Try it
The entries that follow need to be returned without any alteration.

Data under study
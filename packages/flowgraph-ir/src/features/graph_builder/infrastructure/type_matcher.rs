// Type Annotation Matcher
//
// The type oracle reports positions that do not always agree with the
// extractor's (hover points vs. method-name starts, multi-line calls). Exact
// `(line, column, name)` hits win; otherwise the closest annotation for the
// same operator name is used when it lies within the distance bound.

use ahash::AHashMap;

use crate::config::GraphConfig;
use crate::shared::models::{OperatorKey, TypeAnnotation};

#[derive(Debug, Clone, Default)]
pub struct TypeAnnotationIndex {
    annotations: Vec<TypeAnnotation>,
    exact: AHashMap<OperatorKey, usize>,
    by_name: AHashMap<String, Vec<usize>>,
    line_weight: u64,
    max_distance: u64,
}

impl TypeAnnotationIndex {
    pub fn new(annotations: &[TypeAnnotation], config: &GraphConfig) -> Self {
        let mut annotations = annotations.to_vec();
        annotations.sort_by(|a, b| {
            (a.line, a.column, &a.operator_name).cmp(&(b.line, b.column, &b.operator_name))
        });

        let mut exact = AHashMap::with_capacity(annotations.len());
        let mut by_name: AHashMap<String, Vec<usize>> = AHashMap::new();
        for (i, annotation) in annotations.iter().enumerate() {
            // First report for a position wins
            exact
                .entry(OperatorKey::new(
                    annotation.line,
                    annotation.column,
                    &annotation.operator_name,
                ))
                .or_insert(i);
            by_name
                .entry(annotation.operator_name.clone())
                .or_default()
                .push(i);
        }

        Self {
            annotations,
            exact,
            by_name,
            line_weight: u64::from(config.type_match_line_weight),
            max_distance: u64::from(config.type_match_max_distance),
        }
    }

    pub fn len(&self) -> usize {
        self.annotations.len()
    }

    pub fn is_empty(&self) -> bool {
        self.annotations.is_empty()
    }

    /// Type string for an operator occurrence, if one matches
    pub fn lookup(&self, key: &OperatorKey) -> Option<&str> {
        if let Some(&i) = self.exact.get(key) {
            return Some(self.annotations[i].type_string.as_str());
        }

        let candidates = self.by_name.get(&key.name)?;
        let (distance, best) = candidates
            .iter()
            .map(|&i| (self.distance(key, &self.annotations[i]), i))
            .min_by_key(|(distance, _)| *distance)?;

        if distance < self.max_distance {
            tracing::debug!(
                operator = %key.name,
                line = key.line,
                column = key.column,
                distance,
                "matched type annotation by proximity"
            );
            Some(self.annotations[best].type_string.as_str())
        } else {
            None
        }
    }

    fn distance(&self, key: &OperatorKey, annotation: &TypeAnnotation) -> u64 {
        let dl = u64::from(key.line.abs_diff(annotation.line));
        let dc = u64::from(key.column.abs_diff(annotation.column));
        dl.saturating_mul(self.line_weight).saturating_add(dc)
    }
}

The answer
filename packages/flowgraph-ir/src/features/graph_builder/infrastructure/type_matcher.rs
// Type Annotation Matcher
//
// The type oracle reports positions that do not always agree with the
// extractor's (hover points vs. method-name starts, multi-line calls). Exact
// `(line, column, name)` hits win; otherwise the closest annotation for the
// same operator name is used when it lies within the distance bound.

use ahash::AHashMap;

use crate::config::GraphConfig;
use crate::shared::models::{OperatorKey, TypeAnnotation};

#[derive(Debug, Clone, Default)]
pub struct TypeAnnotationIndex {
    annotations: Vec<TypeAnnotation>,
    exact: AHashMap<OperatorKey, usize>,
    by_name: AHashMap<String, Vec<usize>>,
    line_weight: u64,
    max_distance: u64,
}

impl TypeAnnotationIndex {
    pub fn new(annotations: &[TypeAnnotation], config: &GraphConfig) -> Self {
        let mut annotations = annotations.to_vec();
        annotations.sort_by(|a, b| {
            (a.line, a.column, &a.operator_name).cmp(&(b.line, b.column, &b.operator_name))
        });

        let mut exact = AHashMap::with_capacity(annotations.len());
        let mut by_name: AHashMap<String, Vec<usize>> = AHashMap::new();
        for (i, annotation) in annotations.iter().enumerate() {
            // First report for a position wins
            exact
                .entry(OperatorKey::new(
                    annotation.line,
                    annotation.column,
                    &annotation.operator_name,
                ))
                .or_insert(i);
            by_name
                .entry(annotation.operator_name.clone())
                .or_default()
                .push(i);
        }

        Self {
            annotations,
            exact,
            by_name,
            line_weight: u64::from(config.type_match_line_weight),
            max_distance: u64::from(config.type_match_max_distance),
        }
    }

    pub fn len(&self) -> usize {
        self.annotations.len()
    }

    pub fn is_empty(&self) -> bool {
        self.annotations.is_empty()
    }

    /// Type string for an operator occurrence, if one matches
    pub fn lookup(&self, key: &OperatorKey) -> Option<&str> {
        if let Some(&i) = self.exact.get(key) {
            return Some(self.annotations[i].type_string.as_str());
        }

        let candidates = self.by_name.get(&key.name)?;
        let (distance, best) = candidates
            .iter()
            .map(|&i| (self.distance(key, &self.annotations[i]), i))
            .min_by_key(|(distance, _)| *distance)?;

        if distance < self.max_distance {
            tracing::debug!(
                operator = %key.name,
                line = key.line,
                column = key.column,
                distance,
                "matched type annotation by proximity"
            );
            Some(self.annotations[best].type_string.as_str())
        } else {
            None
        }
    }

    fn distance(&self, key: &OperatorKey, annotation: &TypeAnnotation) -> u64 {
        let dl = u64::from(key.line.abs_diff(annotation.line));
        let dc = u64::from(key.column.abs_diff(annotation.column));
        dl.saturating_mul(self.line_weight).saturating_add(dc)
    }
}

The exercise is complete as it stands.